Lungu’s power grab: Complete

If I become a dictator for once bear with me.
If I become a dictator for once bear with me.

Edgar Lungu is not afraid to call himself a dictator. 

The Zambian President returned to Lusaka on Tuesday, following the African Union Heads of States Summit in Ethiopia. He was greeted by a massive fire that gutted his country’s largest trading hub, City Market, and destroyed the personal property of several thousand merchants.

Security Service officials allege the blaze stands as only the most recent episode in a string of arson attacks directed at parastatal buildings. They point to more than half a dozen infernos that burned through government-owned bazaars, hostels, courthouses, and the Zambia National Commercial Bank, alongside an “act of sabotage” that cut power to the country’s Copperbelt region.

Speaking to local press outlets upon his arrival in Lusaka, Lungu announced his intention to “up [the] game” of policing operations.

“If it means taking measures which are unprecedented we will do just that; some people will have to lose their rights,” the president declared.

“People who have lost their property have lost their livelihoods. So if I become a dictator for once bear with me.”

The remarks alarmed UPND opposition leaders, who have long maintained the arson attacks are likely a covert effort by Zambia’s ruling party, the Patriotic Front, to consolidate Lungu’s power and pivot toward authoritarianism.

During an April press conference, UPND Chairperson Mutale Nalumango stated the fires were simply “a ploy by the government to cause a state of emergency which will result in a one-party state”.
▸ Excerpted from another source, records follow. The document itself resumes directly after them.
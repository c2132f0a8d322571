//! Contract events
//!
//! Events are immutable records appended by committed operations.
//! A call that rolls back leaves no event behind.

use bank_types::asset::AssetId;
use bank_types::ids::Address;
use bank_types::numeric::Amount;
use serde::{Deserialize, Serialize};

/// Deposit admitted into the vault
#[derive(Debug, Clone, PartialEq, Eq, Serialize, Deserialize)]
pub struct DepositSuccess {
    pub account: Address,
    pub asset: AssetId,
    pub amount: Amount,
}

/// Withdrawal debited from the vault and paid out
#[derive(Debug, Clone, PartialEq, Eq, Serialize, Deserialize)]
pub struct WithdrawSuccess {
    pub account: Address,
    pub asset: AssetId,
    pub amount: Amount,
}

/// Administrative owner changed
#[derive(Debug, Clone, PartialEq, Eq, Serialize, Deserialize)]
pub struct OwnershipTransferred {
    pub previous_owner: Address,
    pub new_owner: Address,
}

/// Enum wrapper for all contract events, enabling uniform handling.
#[derive(Debug, Clone, PartialEq, Eq, Serialize, Deserialize)]
pub enum ContractEvent {
    DepositSuccess(DepositSuccess),
    WithdrawSuccess(WithdrawSuccess),
    OwnershipTransferred(OwnershipTransferred),
}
The assertion, out of context, would appear to be little more than an abject conspiracy theory. However, as previous reports explored, Lungu has made significant ground in purging Zambia of any effective opposition to his regime.

In June, forty-eight UPND members of Parliament were suspended for boycotting the president’s state of the nation address – a majority of the rival bloc’s total body.
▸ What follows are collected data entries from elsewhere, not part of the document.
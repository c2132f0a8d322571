//! Address identifiers for accounts and contracts
//!
//! Every participant (user account, bank contract, token custody contract,
//! price feed) is identified by a 20-byte address rendered as `0x`-prefixed
//! lowercase hex.

use serde::{Deserialize, Deserializer, Serialize, Serializer};
use std::fmt;
use std::str::FromStr;
use thiserror::Error;

/// Length of an address in bytes
pub const ADDRESS_LEN: usize = 20;

/// Errors raised while parsing an address from text
#[derive(Error, Debug, Clone, PartialEq)]
pub enum AddressParseError {
    #[error("Address must start with 0x: {input}")]
    MissingPrefix { input: String },

    #[error("Address must be {expected} hex characters, got {actual}")]
    InvalidLength { expected: usize, actual: usize },

    #[error("Invalid hex in address: {0}")]
    InvalidHex(#[from] hex::FromHexError),
}

/// 20-byte account or contract address
#[derive(Clone, Copy, PartialEq, Eq, Hash, PartialOrd, Ord, Default)]
pub struct Address([u8; ADDRESS_LEN]);

impl Address {
    /// The all-zero address
    pub const ZERO: Address = Address([0u8; ADDRESS_LEN]);

    /// Create from raw bytes
    pub const fn new(bytes: [u8; ADDRESS_LEN]) -> Self {
        Self(bytes)
    }

    /// Address with every byte set to `byte`. Handy for fixtures.
    pub const fn repeat_byte(byte: u8) -> Self {
        Self([byte; ADDRESS_LEN])
    }

    /// Raw bytes
    pub fn as_bytes(&self) -> &[u8; ADDRESS_LEN] {
        &self.0
    }

    pub fn is_zero(&self) -> bool {
        self.0 == [0u8; ADDRESS_LEN]
    }
}

impl fmt::Display for Address {
    fn fmt(&self, f: &mut fmt::Formatter<'_>) -> fmt::Result {
        write!(f, "0x{}", hex::encode(self.0))
    }
}

impl fmt::Debug for Address {
    fn fmt(&self, f: &mut fmt::Formatter<'_>) -> fmt::Result {
        write!(f, "Address({})", self)
    }
}

impl FromStr for Address {
    type Err = AddressParseError;

    fn from_str(s: &str) -> Result<Self, Self::Err> {
        let digits = s
            .strip_prefix("0x")
            .or_else(|| s.strip_prefix("0X"))
            .ok_or_else(|| AddressParseError::MissingPrefix {
                input: s.to_string(),
            })?;

        if digits.len() != ADDRESS_LEN * 2 {
            return Err(AddressParseError::InvalidLength {
                expected: ADDRESS_LEN * 2,
                actual: digits.len(),
            });
        }

        let mut bytes = [0u8; ADDRESS_LEN];
        hex::decode_to_slice(digits, &mut bytes)?;
        Ok(Self(bytes))
    }
}

impl Serialize for Address {
    fn serialize<S: Serializer>(&self, serializer: S) -> Result<S::Ok, S::Error> {
        serializer.collect_str(self)
    }
}

impl<'de> Deserialize<'de> for Address {
    fn deserialize<D: Deserializer<'de>>(deserializer: D) -> Result<Self, D::Error> {
        let s = String::deserialize(deserializer)?;
        s.parse().map_err(serde::de::Error::custom)
    }
}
According to an article in the Lusaka Times, Parliament speaker and Lungu loyalist Patrick Matibini stated the MP’s actions constitute “gross misconduct” and that “if [the members] still maintain that they do not recognise the president, they should resign on moral grounds.”

Several weeks earlier, the opposition party leader, Hakainde Hichilema, was violently arrested and charged with treason for allegedly failing to yield to Lungu’s presidential motorcade. Reportedly, in a midnight raid, more than 100 armed security officers inundated Hichilema’s home with tear gas before taking the politician into custody.

The UPND leader has been held in detention for more than three months, and Zambia has denied requests by international observers to sit in on his upcoming trial – most notably one from Mmusi Maimane, who was refused entry to the country after landing in Lusaka.

In response, Maimane declared that any punishment ultimately handed down would be the product of a Kangaroo Court.

“The violent nature of his arrest, and the inhumane treatment that Hichilema has received in detention, confirms the political motives behind these charges,” Maimane asserted.

“I have no doubt these charges were manufactured by the Zambian government to intimidate those who are opposed to its oppressive rule, which is an abuse of power and a serious disregard of the rule of law.”

In an odd showing of solidarity with the DA leader, Zambia’s Conference of Catholic Bishops affirmed, “[Zambians] are afraid to speak out against injustices,” and “our country is now all, except in designation, a dictatorship”.

In a short few months, Lungu has subverted his own Parliament, caged his most powerful political rival, consolidated his influence over the police and court systems, cloistered Zambia from meddlesome champions of human rights, and now, allegedly, set the stage for a justified, absolute power-grab. What’s more, if Lungu’s latest press conference proves anything, it’s that he’s willing to brag about it.